## EXERCISE DIRECTIONS
Find the word "struct" in the data. Return every line where it appears.

(GIVEN ENTRIES begins)

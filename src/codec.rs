//! Compression Codec Facade
//!
//! Firmware sections are compressed with one of three algorithms: the UEFI ("EFI 1.1")
//! scheme, the EDK II Tiano variant, or raw LZMA. The compression tag stored on disk does
//! not always identify the algorithm (tag 1 is used for both EFI and Tiano streams), so
//! callers hand an ordered candidate list to [`try_decompress`] and take the first codec
//! that produces output.
//!
//! The codec set is a capability: parsers receive it through the parse context, and an
//! alternate implementation can be injected to swap the backends. [`StandardCodecs`] backs
//! LZMA onto `lzma-rs` and EFI/Tiano decompression onto `mu_rust_helpers`.
//!
//! ## License
//!
//! Copyright (C) Microsoft Corporation. All rights reserved.
//!
//! SPDX-License-Identifier: BSD-2-Clause-Patent
//!

use std::io::Cursor;

use mu_rust_helpers::uefi_decompress::{DecompressionAlgorithm, decompress_into_with_algo};

use crate::error::Error;

/// Upper bound on a declared decompressed size. Anything larger is treated as a corrupt
/// stream rather than an allocation request.
const MAX_DECOMPRESSED_SIZE: usize = 0x1000_0000;

/// The three codec pairs used inside firmware sections.
#[derive(Debug, Clone, Copy, PartialEq, Eq)]
pub enum CompressionAlgorithm {
    Efi,
    Tiano,
    Lzma,
}

impl CompressionAlgorithm {
    pub fn name(&self) -> &'static str {
        match self {
            CompressionAlgorithm::Efi => "efi",
            CompressionAlgorithm::Tiano => "tiano",
            CompressionAlgorithm::Lzma => "lzma",
        }
    }
}

/// Pluggable compressor/decompressor set.
pub trait CompressionCodecs: Send + Sync {
    fn decompress(&self, algorithm: CompressionAlgorithm, data: &[u8]) -> Result<Vec<u8>, Error>;
    fn compress(&self, algorithm: CompressionAlgorithm, data: &[u8]) -> Result<Vec<u8>, Error>;
}

/// Attempt each candidate in order; return the index of the first codec that succeeds
/// along with the plaintext. `None` means every candidate failed; the caller decides
/// whether to synthesize a raw fallback child.
pub fn try_decompress(
    codecs: &dyn CompressionCodecs,
    candidates: &[CompressionAlgorithm],
    data: &[u8],
) -> Option<(usize, Vec<u8>)> {
    for (index, algorithm) in candidates.iter().enumerate() {
        match codecs.decompress(*algorithm, data) {
            Ok(plain) => return Some((index, plain)),
            Err(_) => continue,
        }
    }
    None
}

/// Default codec set.
///
/// EFI/Tiano compression has no backing implementation in the ecosystem; those pairs
/// report [`Error::CodecUnsupported`] and the rebuilder falls back to the captured
/// compressed bytes.
#[derive(Debug, Default, Clone, Copy)]
pub struct StandardCodecs;

impl StandardCodecs {
    fn uefi_decompress(&self, data: &[u8], algorithm: DecompressionAlgorithm) -> Result<Vec<u8>, Error> {
        // The stream opens with its own sizes: u32 compressed size, u32 decompressed size.
        Error::check_len(data, 8)?;
        let compressed_size = u32::from_le_bytes(data[0..4].try_into().unwrap()) as usize;
        if compressed_size > data.len() {
            return Err(Error::DecompressionFailed);
        }
        let decompressed_size = u32::from_le_bytes(data[4..8].try_into().unwrap()) as usize;
        if decompressed_size > MAX_DECOMPRESSED_SIZE {
            return Err(Error::DecompressionFailed);
        }
        let mut plain = vec![0u8; decompressed_size];
        decompress_into_with_algo(data, &mut plain, algorithm).map_err(|_| Error::DecompressionFailed)?;
        Ok(plain)
    }
}

impl CompressionCodecs for StandardCodecs {
    fn decompress(&self, algorithm: CompressionAlgorithm, data: &[u8]) -> Result<Vec<u8>, Error> {
        match algorithm {
            CompressionAlgorithm::Efi => self.uefi_decompress(data, DecompressionAlgorithm::UefiDecompress),
            CompressionAlgorithm::Tiano => self.uefi_decompress(data, DecompressionAlgorithm::TianoDecompress),
            CompressionAlgorithm::Lzma => {
                let mut plain = Vec::new();
                lzma_rs::lzma_decompress(&mut Cursor::new(data), &mut plain)
                    .map_err(|_| Error::DecompressionFailed)?;
                Ok(plain)
            }
        }
    }

    fn compress(&self, algorithm: CompressionAlgorithm, data: &[u8]) -> Result<Vec<u8>, Error> {
        match algorithm {
            CompressionAlgorithm::Efi => Err(Error::CodecUnsupported("efi compress")),
            CompressionAlgorithm::Tiano => Err(Error::CodecUnsupported("tiano compress")),
            CompressionAlgorithm::Lzma => {
                let mut packed = Vec::new();
                lzma_rs::lzma_compress(&mut Cursor::new(data), &mut packed)?;
                Ok(packed)
            }
        }
    }
}

#[cfg(test)]
mod unit_tests {
    use super::*;

    #[test]
    fn lzma_round_trip() {
        let codecs = StandardCodecs;
        let plain = b"firmware sections compress reasonably well well well well".to_vec();
        let packed = codecs.compress(CompressionAlgorithm::Lzma, &plain).unwrap();
        let unpacked = codecs.decompress(CompressionAlgorithm::Lzma, &packed).unwrap();
        assert_eq!(unpacked, plain);
    }

    #[test]
    fn uefi_decompress_rejects_short_streams() {
        let codecs = StandardCodecs;
        assert!(codecs.decompress(CompressionAlgorithm::Efi, &[0u8; 4]).is_err());
    }

    #[test]
    fn uefi_decompress_rejects_bogus_sizes() {
        let codecs = StandardCodecs;
        // compressed size claims more bytes than the stream holds
        let mut stream = vec![0u8; 16];
        stream[0..4].copy_from_slice(&u32::MAX.to_le_bytes());
        assert!(codecs.decompress(CompressionAlgorithm::Tiano, &stream).is_err());
    }

    #[test]
    fn tiano_and_efi_compress_are_unsupported() {
        let codecs = StandardCodecs;
        assert!(matches!(
            codecs.compress(CompressionAlgorithm::Tiano, b"x"),
            Err(Error::CodecUnsupported(_))
        ));
        assert!(matches!(codecs.compress(CompressionAlgorithm::Efi, b"x"), Err(Error::CodecUnsupported(_))));
    }

    #[test]
    fn try_decompress_returns_first_success() {
        struct OnlySecond;
        impl CompressionCodecs for OnlySecond {
            fn decompress(&self, algorithm: CompressionAlgorithm, _data: &[u8]) -> Result<Vec<u8>, Error> {
                match algorithm {
                    CompressionAlgorithm::Tiano => Ok(b"plain".to_vec()),
                    _ => Err(Error::DecompressionFailed),
                }
            }
            fn compress(&self, _algorithm: CompressionAlgorithm, _data: &[u8]) -> Result<Vec<u8>, Error> {
                Err(Error::CodecUnsupported("test"))
            }
        }

        let result = try_decompress(
            &OnlySecond,
            &[CompressionAlgorithm::Efi, CompressionAlgorithm::Tiano],
            b"ignored",
        );
        let (index, plain) = result.unwrap();
        assert_eq!(index, 1);
        assert_eq!(plain, b"plain");

        assert!(try_decompress(&OnlySecond, &[CompressionAlgorithm::Lzma], b"ignored").is_none());
    }
}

(GIVEN ENTRIES ends)

## EXERCISE RESPONSE
pub struct StandardCodecs;
        struct OnlySecond;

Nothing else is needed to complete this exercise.